### Problem to work on:
Look through the data below. Collect every line where the word "https" occurs.

[Opening Records shown section]

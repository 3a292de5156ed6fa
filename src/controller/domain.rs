//! ExposedDomain controller implementation
//!
//! Domain add/update/delete events re-project deployment status across all
//! watched repositories. The domain itself is read-only input; only
//! Repository statuses are written. A finalizer keeps deleted domains
//! around long enough to retire their deployments.

use std::sync::Arc;
use std::time::Duration;

use kube::runtime::controller::Action;
use kube::ResourceExt;
use tracing::{debug, error, instrument, warn};

use crate::crd::{ExposedDomain, Repository};
use crate::deploy::{self, DomainView};
use crate::Error;

use super::repository::{has_finalizer, resolve_token, Context, FINALIZER};

/// Reconcile an ExposedDomain resource
///
/// On add/update, releases across all repositories are projected against the
/// full current domain set. On delete, only the vanishing domain is
/// projected, with the deleted flag set, so its deployments are retired
/// before the finalizer is released. One repository's failure never blocks
/// another.
#[instrument(skip(domain, ctx), fields(domain = %domain.name_any(), namespace = %domain.namespace().unwrap_or_default()))]
pub async fn reconcile_domain(
    domain: Arc<ExposedDomain>,
    ctx: Arc<Context>,
) -> Result<Action, Error> {
    let namespace = domain.namespace().unwrap_or_default();
    let name = domain.name_any();

    if let Err(e) = domain.spec.validate() {
        warn!(error = %e, "domain validation failed");
        return Ok(Action::await_change());
    }

    let deleting = domain.metadata.deletion_timestamp.is_some();

    if deleting && !has_finalizer(domain.finalizers()) {
        return Ok(Action::await_change());
    }

    if !deleting && !has_finalizer(domain.finalizers()) {
        let mut finalizers = domain.finalizers().to_vec();
        finalizers.push(FINALIZER.to_string());
        ctx.kube
            .set_domain_finalizers(&namespace, &name, finalizers)
            .await?;
    }

    let views = if deleting {
        vec![DomainView::from_domain(&domain)]
    } else {
        DomainView::from_domains(&ctx.kube.list_domains().await?)
    };

    let repositories = ctx.kube.list_repositories().await?;
    for repository in &repositories {
        project_repository(&ctx, repository, &views, deleting).await;
    }

    if deleting {
        let finalizers: Vec<String> = domain
            .finalizers()
            .iter()
            .filter(|f| *f != FINALIZER)
            .cloned()
            .collect();
        ctx.kube
            .set_domain_finalizers(&namespace, &name, finalizers)
            .await?;
    }

    Ok(Action::await_change())
}

/// Project one repository's releases and persist when anything changed.
///
/// Failures are logged with repository context and swallowed so the
/// remaining repositories still get projected.
async fn project_repository(
    ctx: &Context,
    repository: &Repository,
    views: &[DomainView],
    deleted: bool,
) {
    let namespace = repository.namespace().unwrap_or_default();
    let name = repository.name_any();

    let Some(status) = repository.status.as_ref() else {
        return;
    };
    if status.releases.is_empty() {
        return;
    }

    let (changed, releases) = deploy::project(views, deleted, &status.releases);
    if changed.is_empty() {
        return;
    }
    debug!(repository = %name, namespace = %namespace, changed = changed.len(), "projecting deployments");

    let token = match resolve_token(ctx.kube.as_ref(), &namespace, &repository.spec.secret_ref)
        .await
    {
        Ok(token) => token,
        Err(e) => {
            warn!(repository = %name, namespace = %namespace, error = %e, "token unavailable, skipping projection");
            return;
        }
    };

    let releases = deploy::push(
        ctx.forge.as_ref(),
        &token,
        &repository.spec.owner,
        &repository.spec.repo,
        releases,
        &changed,
    )
    .await;

    let mut status = status.clone();
    status.releases = releases;
    if let Err(e) = ctx
        .kube
        .patch_repository_status(&namespace, &name, &status)
        .await
    {
        warn!(repository = %name, namespace = %namespace, error = %e, "failed to persist projected status");
    }
}

/// Error policy for the ExposedDomain controller
pub fn domain_error_policy(domain: Arc<ExposedDomain>, error: &Error, _ctx: Arc<Context>) -> Action {
    error!(
        ?error,
        domain = %domain.name_any(),
        namespace = %domain.namespace().unwrap_or_default(),
        "domain reconciliation failed"
    );
    Action::requeue(Duration::from_secs(10))
}

#[cfg(test)]
mod tests {
    use super::*;
    use crate::config::Settings;
    use crate::controller::repository::MockKubeClient;
    use crate::crd::{
        DeploymentRecord, DeploymentState, ExposedDomainSpec, Release, ReleaseLevel,
        ReleaseSelector, RepositorySpec, RepositoryStatus, SecretRef,
    };
    use crate::forge::MockForgeClient;
    use k8s_openapi::apimachinery::pkg::apis::meta::v1::{ObjectMeta, Time};
    use std::sync::Mutex;
    use tokio::sync::mpsc;

    fn sample_domain(name: &str, release: &str, version: &str) -> ExposedDomain {
        ExposedDomain {
            metadata: ObjectMeta {
                name: Some(name.to_string()),
                namespace: Some("default".to_string()),
                finalizers: Some(vec![FINALIZER.to_string()]),
                ..Default::default()
            },
            spec: ExposedDomainSpec {
                url: "https://fake.com".to_string(),
                release: Some(ReleaseSelector {
                    name: release.to_string(),
                    version: version.to_string(),
                }),
            },
        }
    }

    fn repository_with_deployment(name: &str) -> Repository {
        Repository {
            metadata: ObjectMeta {
                name: Some(name.to_string()),
                namespace: Some("default".to_string()),
                ..Default::default()
            },
            spec: RepositorySpec {
                owner: "acme".to_string(),
                repo: "widgets".to_string(),
                secret_ref: SecretRef {
                    name: "gh-creds".to_string(),
                    key: "token".to_string(),
                },
                max_available: None,
            },
            status: Some(RepositoryStatus {
                webhook: None,
                reconciliation: None,
                releases: vec![Release {
                    name: "foo".to_string(),
                    tag: "1".to_string(),
                    level: ReleaseLevel::Release,
                    release_time: None,
                    deployment: Some(DeploymentRecord {
                        id: Some(55),
                        network_ref: "default/foo-domain".to_string(),
                        state: DeploymentState::Success,
                        url: Some("https://fake.com".to_string()),
                    }),
                }],
            }),
        }
    }

    fn context(kube: MockKubeClient, forge: MockForgeClient) -> Arc<Context> {
        let (tx, _rx) = mpsc::channel(8);
        Arc::new(Context::new(
            Arc::new(kube),
            Arc::new(forge),
            tx,
            Settings::default(),
        ))
    }

    /// Story: deleting a domain retires matching deployments across
    /// repositories, then releases the finalizer.
    #[tokio::test]
    async fn story_domain_deletion_retires_deployments() {
        let captured = Arc::new(Mutex::new(Vec::<RepositoryStatus>::new()));
        let captured_clone = captured.clone();

        let mut kube = MockKubeClient::new();
        kube.expect_list_repositories()
            .returning(|| Ok(vec![repository_with_deployment("widgets")]));
        kube.expect_read_secret()
            .returning(|_, _, _| Ok("gh-token".to_string()));
        kube.expect_patch_repository_status()
            .returning(move |_, _, status| {
                captured_clone.lock().unwrap().push(status.clone());
                Ok(())
            });
        kube.expect_set_domain_finalizers()
            .withf(|_, _, finalizers| finalizers.is_empty())
            .times(1)
            .returning(|_, _, _| Ok(()));

        let mut forge = MockForgeClient::new();
        forge
            .expect_list_deployment_statuses()
            .returning(|_, _, _, _, _| {
                Ok(crate::forge::Page {
                    items: vec![],
                    next: None,
                })
            });
        forge
            .expect_create_deployment_status()
            .withf(|_, _, _, id, state| *id == 55 && state == "inactive")
            .times(1)
            .returning(|_, _, _, _, _| Ok(()));

        let mut domain = sample_domain("foo-domain", "foo", "1");
        domain.metadata.deletion_timestamp = Some(Time(chrono::Utc::now()));

        let action = reconcile_domain(Arc::new(domain), context(kube, forge))
            .await
            .unwrap();
        assert_eq!(action, Action::await_change());

        let statuses = captured.lock().unwrap();
        let deployment = statuses[0].releases[0].deployment.as_ref().unwrap();
        assert_eq!(deployment.state, DeploymentState::Inactive);
        assert!(deployment.url.is_none());
    }

    /// Story: a domain matching nothing leaves every repository untouched;
    /// no status is patched and no token is read.
    #[tokio::test]
    async fn story_unmatched_domain_changes_nothing() {
        let mut kube = MockKubeClient::new();
        kube.expect_list_domains()
            .returning(|| Ok(vec![sample_domain("bar-domain", "bar", "9")]));
        kube.expect_list_repositories()
            .returning(|| Ok(vec![repository_with_deployment("widgets")]));
        // No read_secret / patch expectations: either call would panic.

        let forge = MockForgeClient::new();
        let domain = sample_domain("bar-domain", "bar", "9");

        let action = reconcile_domain(Arc::new(domain), context(kube, forge))
            .await
            .unwrap();
        assert_eq!(action, Action::await_change());
    }

    /// Story: one repository's missing secret does not stop the projection
    /// for the others.
    #[tokio::test]
    async fn story_per_repository_isolation_on_secret_failure() {
        let patched = Arc::new(Mutex::new(Vec::<String>::new()));
        let patched_clone = patched.clone();

        let mut broken = repository_with_deployment("broken");
        broken.metadata.name = Some("broken".to_string());
        broken.spec.secret_ref.name = "missing".to_string();
        // Strip the deployment so the domain attaches a fresh one
        broken.status.as_mut().unwrap().releases[0].deployment = None;

        let mut healthy = repository_with_deployment("healthy");
        healthy.metadata.name = Some("healthy".to_string());
        healthy.status.as_mut().unwrap().releases[0].deployment = None;

        let mut kube = MockKubeClient::new();
        kube.expect_list_domains()
            .returning(|| Ok(vec![sample_domain("foo-domain", "foo", "1")]));
        kube.expect_list_repositories()
            .returning(move || Ok(vec![broken.clone(), healthy.clone()]));
        kube.expect_read_secret().returning(|_, name, _| {
            if name == "missing" {
                Err(Error::secret("secret default/missing not found"))
            } else {
                Ok("gh-token".to_string())
            }
        });
        kube.expect_patch_repository_status()
            .returning(move |_, name, _| {
                patched_clone.lock().unwrap().push(name.to_string());
                Ok(())
            });

        let mut forge = MockForgeClient::new();
        forge
            .expect_create_deployment()
            .returning(|_, _, _, _| Ok(crate::forge::RemoteDeployment { id: 1 }));
        forge
            .expect_list_deployment_statuses()
            .returning(|_, _, _, _, _| {
                Ok(crate::forge::Page {
                    items: vec![],
                    next: None,
                })
            });
        forge
            .expect_create_deployment_status()
            .returning(|_, _, _, _, _| Ok(()));

        let domain = sample_domain("foo-domain", "foo", "1");
        reconcile_domain(Arc::new(domain), context(kube, forge))
            .await
            .unwrap();

        let patched = patched.lock().unwrap();
        assert_eq!(patched.as_slice(), ["healthy"]);
    }
}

[Closing Records shown section]

### Answer space:
                url: "https://fake.com".to_string(),
                        url: Some("https://fake.com".to_string()),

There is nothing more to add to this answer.